### Given entries
//! deepbot: a chat front-end for openrouter-compatible llm gateways, as a bevy plugin.
//!
//! - each chat view is an entity with a [`ChatSession`] that owns its own
//!   conversation log; nothing is shared between sessions.
//! - one request in flight per session. a submission while awaiting is
//!   rejected at the input boundary (see [`ChatRejected`]), never queued.
//! - the network call never blocks the main thread: on native we spawn onto a
//!   tiny tokio runtime, on wasm we await on bevy's async pool.
//! - failures become assistant messages; nothing here is fatal.
//!
//! the pure pieces (conversation store, dispatcher, transports, graph
//! filter) live in their own modules and work without an `App`.

use bevy::prelude::*;
use bevy::tasks::AsyncComputeTaskPool;
use flume::{Receiver, Sender, TryRecvError};
use std::collections::HashMap;
use std::future::Future;
use std::sync::Arc;

pub mod config;
pub mod conversation;
pub mod diagnostics;
pub mod dispatch;
pub mod error;
pub mod graph;
pub mod routes;
pub mod transport;
pub mod view;

pub use config::{ChatSettings, DeepBotConfig};
pub use conversation::{Conversation, Message, Origin};
pub use dispatch::{ChatState, Rejection};
pub use error::{CompletionError, ErrorCategory};
pub use graph::{GraphBrowser, TOPIC_NODES, TopicNode};
pub use routes::{CurrentRoute, Route};
pub use transport::{CompletionRequest, CompletionTransport, HttpTransport, LlmTransport};

/// transport key for the `llm` client binding.
pub const CLIENT_TRANSPORT: &str = "client";
/// transport key for the raw http transport.
pub const FETCH_TRANSPORT: &str = "fetch";

/// ready-to-use transports.
///
/// - `default`: used when a `ChatSession` doesn't specify a `key`
/// - `per_key`: named transports, e.g. one per chat view
#[derive(Resource, Clone)]
pub struct Transports {
    pub default: Arc<dyn CompletionTransport>,
    pub per_key: HashMap<String, Arc<dyn CompletionTransport>>,
}

impl Transports {
    pub fn new(default: Arc<dyn CompletionTransport>) -> Self {
        Self { default, per_key: HashMap::new() }
    }
    pub fn with(mut self, key: impl Into<String>, transport: Arc<dyn CompletionTransport>) -> Self {
        self.per_key.insert(key.into(), transport);
        self
    }
    /// client binding by default, raw http under [`FETCH_TRANSPORT`].
    pub fn from_config(cfg: &DeepBotConfig) -> Self {
        let client: Arc<dyn CompletionTransport> = Arc::new(LlmTransport::from_config(cfg));
        Self::new(client.clone())
            .with(CLIENT_TRANSPORT, client)
            .with(FETCH_TRANSPORT, Arc::new(HttpTransport::from_config(cfg)))
    }
    fn get(&self, key: Option<&String>) -> Arc<dyn CompletionTransport> {
        if let Some(k) = key {
            self.per_key.get(k).cloned().unwrap_or_else(|| self.default.clone())
        } else {
            self.default.clone()
        }
    }
}

/// on native we keep a tiny tokio runtime to drive transport futures
/// (the http transport needs it for `spawn_blocking`).
#[cfg(not(target_arch = "wasm32"))]
#[derive(Resource, Clone)]
pub struct TokioRt(pub Arc<tokio::runtime::Runtime>);

#[cfg(not(target_arch = "wasm32"))]
impl Default for TokioRt {
    fn default() -> Self {
        info!(target: "deepbot", "DeepBot: initializing Tokio multi-thread runtime (native)");
        let rt = tokio::runtime::Builder::new_multi_thread()
            .worker_threads(2)
            .enable_all()
            .build()
            .expect("tokio runtime");
        Self(Arc::new(rt))
    }
}

/// system ordering so views can run after we emit events
#[derive(SystemSet, Debug, Hash, PartialEq, Eq, Clone)]
pub enum ChatSet {
    /// deepbot emits Chat* events here (in `Update`)
    Drain,
}

/// one chat view's state. attach to an entity.
#[derive(Component, Clone, Debug, Default)]
pub struct ChatSession {
    /// optional key to pick a transport from `Transports::per_key`.
    pub key: Option<String>,
    pub state: ChatState,
}

impl ChatSession {
    pub fn new(key: Option<&str>, greeting: impl Into<String>) -> Self {
        Self { key: key.map(str::to_string), state: ChatState::with_greeting(greeting) }
    }

    pub fn awaiting(&self) -> bool {
        self.state.is_awaiting()
    }
}

/// insert this component to submit text on a session entity.
#[derive(Component, Clone, Debug)]
pub struct ChatRequest {
    pub text: String,
}

/// helper to submit user text on a session entity.
pub fn send_user_text(commands: &mut Commands, target: Entity, text: impl Into<String>) {
    let text = text.into();
    info!(target: "deepbot", "send_user_text (len={})", text.len());
    commands.entity(target).insert(ChatRequest { text });
}

/// events emitted by the plugin during/after a turn.
#[derive(Event, Debug)]
pub struct ChatStarted {
    pub entity: Entity,
}
#[derive(Event, Debug)]
pub struct ChatRejected {
    pub entity: Entity,
    pub reason: Rejection,
}
#[derive(Event, Debug)]
pub struct ChatReplyEvt {
    pub entity: Entity,
    pub sequence_id: u64,
    pub text: String,
    /// set when the reply is a translated failure.
    pub error: Option<ErrorCategory>,
}

/// send to trigger the debug page's connection probe.
#[derive(Event, Debug, Default)]
pub struct RunProbe {
    pub key: Option<String>,
}

/// last probe status for the debug page.
#[derive(Resource, Debug, Default)]
pub struct ProbeStatus {
    pub running: bool,
    pub result: Option<String>,
}

/// cross-thread inbox; tasks send, main thread drains.
#[derive(Resource, Clone)]
struct ReplyInbox {
    tx: Sender<InboxMsg>,
    rx: Receiver<InboxMsg>,
}

impl Default for ReplyInbox {
    fn default() -> Self {
        let (tx, rx) = flume::bounded(256);
        Self { tx, rx }
    }
}

#[derive(Debug)]
enum InboxMsg {
    Reply { entity: Entity, outcome: Result<String, CompletionError> },
    Probe(diagnostics::ProbeOutcome),
}

/// send to inbox (ignore full/disconnected)
fn push_inbox(tx: &Sender<InboxMsg>, msg: InboxMsg) {
    let _ = tx.send(msg);
}

/// bevy plugin: wires systems, events, resources.
/// uses `DeepBotConfig` and `Transports` if already inserted; otherwise
/// builds them from the environment.
pub struct DeepBotPlugin;

impl Plugin for DeepBotPlugin {
    fn build(&self, app: &mut App) {
        info!(target: "deepbot", "DeepBotPlugin: build()");
        if app.world().get_resource::<DeepBotConfig>().is_none() {
            app.insert_resource(DeepBotConfig::from_env());
        }
        if app.world().get_resource::<Transports>().is_none() {
            let transports = Transports::from_config(app.world().resource::<DeepBotConfig>());
            app.insert_resource(transports);
        }

        app.init_resource::<ReplyInbox>()
            .init_resource::<ProbeStatus>()
            .add_event::<ChatStarted>()
            .add_event::<ChatRejected>()
            .add_event::<ChatReplyEvt>()
            .add_event::<RunProbe>()
            .configure_sets(Update, ChatSet::Drain)
            .add_systems(Update, drain_reply_inbox.in_set(ChatSet::Drain))
            .add_systems(Update, (spawn_chat_requests, spawn_probes).before(ChatSet::Drain));

        #[cfg(not(target_arch = "wasm32"))]
        if app.world().get_resource::<TokioRt>().is_none() {
            app.insert_resource(TokioRt::default());
        }
    }
}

### Problem details
Make an exact copy of all the entries above.

### Response area
//! deepbot: a chat front-end for openrouter-compatible llm gateways, as a bevy plugin.
//!
//! - each chat view is an entity with a [`ChatSession`] that owns its own
//!   conversation log; nothing is shared between sessions.
//! - one request in flight per session. a submission while awaiting is
//!   rejected at the input boundary (see [`ChatRejected`]), never queued.
//! - the network call never blocks the main thread: on native we spawn onto a
//!   tiny tokio runtime, on wasm we await on bevy's async pool.
//! - failures become assistant messages; nothing here is fatal.
//!
//! the pure pieces (conversation store, dispatcher, transports, graph
//! filter) live in their own modules and work without an `App`.

use bevy::prelude::*;
use bevy::tasks::AsyncComputeTaskPool;
use flume::{Receiver, Sender, TryRecvError};
use std::collections::HashMap;
use std::future::Future;
use std::sync::Arc;

pub mod config;
pub mod conversation;
pub mod diagnostics;
pub mod dispatch;
pub mod error;
pub mod graph;
pub mod routes;
pub mod transport;
pub mod view;

pub use config::{ChatSettings, DeepBotConfig};
pub use conversation::{Conversation, Message, Origin};
pub use dispatch::{ChatState, Rejection};
pub use error::{CompletionError, ErrorCategory};
pub use graph::{GraphBrowser, TOPIC_NODES, TopicNode};
pub use routes::{CurrentRoute, Route};
pub use transport::{CompletionRequest, CompletionTransport, HttpTransport, LlmTransport};

/// transport key for the `llm` client binding.
pub const CLIENT_TRANSPORT: &str = "client";
/// transport key for the raw http transport.
pub const FETCH_TRANSPORT: &str = "fetch";

/// ready-to-use transports.
///
/// - `default`: used when a `ChatSession` doesn't specify a `key`
/// - `per_key`: named transports, e.g. one per chat view
#[derive(Resource, Clone)]
pub struct Transports {
    pub default: Arc<dyn CompletionTransport>,
    pub per_key: HashMap<String, Arc<dyn CompletionTransport>>,
}

impl Transports {
    pub fn new(default: Arc<dyn CompletionTransport>) -> Self {
        Self { default, per_key: HashMap::new() }
    }
    pub fn with(mut self, key: impl Into<String>, transport: Arc<dyn CompletionTransport>) -> Self {
        self.per_key.insert(key.into(), transport);
        self
    }
    /// client binding by default, raw http under [`FETCH_TRANSPORT`].
    pub fn from_config(cfg: &DeepBotConfig) -> Self {
        let client: Arc<dyn CompletionTransport> = Arc::new(LlmTransport::from_config(cfg));
        Self::new(client.clone())
            .with(CLIENT_TRANSPORT, client)
            .with(FETCH_TRANSPORT, Arc::new(HttpTransport::from_config(cfg)))
    }
    fn get(&self, key: Option<&String>) -> Arc<dyn CompletionTransport> {
        if let Some(k) = key {
            self.per_key.get(k).cloned().unwrap_or_else(|| self.default.clone())
        } else {
            self.default.clone()
        }
    }
}

/// on native we keep a tiny tokio runtime to drive transport futures
/// (the http transport needs it for `spawn_blocking`).
#[cfg(not(target_arch = "wasm32"))]
#[derive(Resource, Clone)]
pub struct TokioRt(pub Arc<tokio::runtime::Runtime>);

#[cfg(not(target_arch = "wasm32"))]
impl Default for TokioRt {
    fn default() -> Self {
        info!(target: "deepbot", "DeepBot: initializing Tokio multi-thread runtime (native)");
        let rt = tokio::runtime::Builder::new_multi_thread()
            .worker_threads(2)
            .enable_all()
            .build()
            .expect("tokio runtime");
        Self(Arc::new(rt))
    }
}

/// system ordering so views can run after we emit events
#[derive(SystemSet, Debug, Hash, PartialEq, Eq, Clone)]
pub enum ChatSet {
    /// deepbot emits Chat* events here (in `Update`)
    Drain,
}

/// one chat view's state. attach to an entity.
#[derive(Component, Clone, Debug, Default)]
pub struct ChatSession {
    /// optional key to pick a transport from `Transports::per_key`.
    pub key: Option<String>,
    pub state: ChatState,
}

impl ChatSession {
    pub fn new(key: Option<&str>, greeting: impl Into<String>) -> Self {
        Self { key: key.map(str::to_string), state: ChatState::with_greeting(greeting) }
    }

    pub fn awaiting(&self) -> bool {
        self.state.is_awaiting()
    }
}

/// insert this component to submit text on a session entity.
#[derive(Component, Clone, Debug)]
pub struct ChatRequest {
    pub text: String,
}

/// helper to submit user text on a session entity.
pub fn send_user_text(commands: &mut Commands, target: Entity, text: impl Into<String>) {
    let text = text.into();
    info!(target: "deepbot", "send_user_text (len={})", text.len());
    commands.entity(target).insert(ChatRequest { text });
}

/// events emitted by the plugin during/after a turn.
#[derive(Event, Debug)]
pub struct ChatStarted {
    pub entity: Entity,
}
#[derive(Event, Debug)]
pub struct ChatRejected {
    pub entity: Entity,
    pub reason: Rejection,
}
#[derive(Event, Debug)]
pub struct ChatReplyEvt {
    pub entity: Entity,
    pub sequence_id: u64,
    pub text: String,
    /// set when the reply is a translated failure.
    pub error: Option<ErrorCategory>,
}

/// send to trigger the debug page's connection probe.
#[derive(Event, Debug, Default)]
pub struct RunProbe {
    pub key: Option<String>,
}

/// last probe status for the debug page.
#[derive(Resource, Debug, Default)]
pub struct ProbeStatus {
    pub running: bool,
    pub result: Option<String>,
}

/// cross-thread inbox; tasks send, main thread drains.
#[derive(Resource, Clone)]
struct ReplyInbox {
    tx: Sender<InboxMsg>,
    rx: Receiver<InboxMsg>,
}

impl Default for ReplyInbox {
    fn default() -> Self {
        let (tx, rx) = flume::bounded(256);
        Self { tx, rx }
    }
}

#[derive(Debug)]
enum InboxMsg {
    Reply { entity: Entity, outcome: Result<String, CompletionError> },
    Probe(diagnostics::ProbeOutcome),
}

/// send to inbox (ignore full/disconnected)
fn push_inbox(tx: &Sender<InboxMsg>, msg: InboxMsg) {
    let _ = tx.send(msg);
}

/// bevy plugin: wires systems, events, resources.
/// uses `DeepBotConfig` and `Transports` if already inserted; otherwise
/// builds them from the environment.
pub struct DeepBotPlugin;

impl Plugin for DeepBotPlugin {
    fn build(&self, app: &mut App) {
        info!(target: "deepbot", "DeepBotPlugin: build()");
        if app.world().get_resource::<DeepBotConfig>().is_none() {
            app.insert_resource(DeepBotConfig::from_env());
        }
        if app.world().get_resource::<Transports>().is_none() {
            let transports = Transports::from_config(app.world().resource::<DeepBotConfig>());
            app.insert_resource(transports);
        }

        app.init_resource::<ReplyInbox>()
            .init_resource::<ProbeStatus>()
            .add_event::<ChatStarted>()
            .add_event::<ChatRejected>()
            .add_event::<ChatReplyEvt>()
            .add_event::<RunProbe>()
            .configure_sets(Update, ChatSet::Drain)
            .add_systems(Update, drain_reply_inbox.in_set(ChatSet::Drain))
            .add_systems(Update, (spawn_chat_requests, spawn_probes).before(ChatSet::Drain));

        #[cfg(not(target_arch = "wasm32"))]
        if app.world().get_resource::<TokioRt>().is_none() {
            app.insert_resource(TokioRt::default());
        }
    }
}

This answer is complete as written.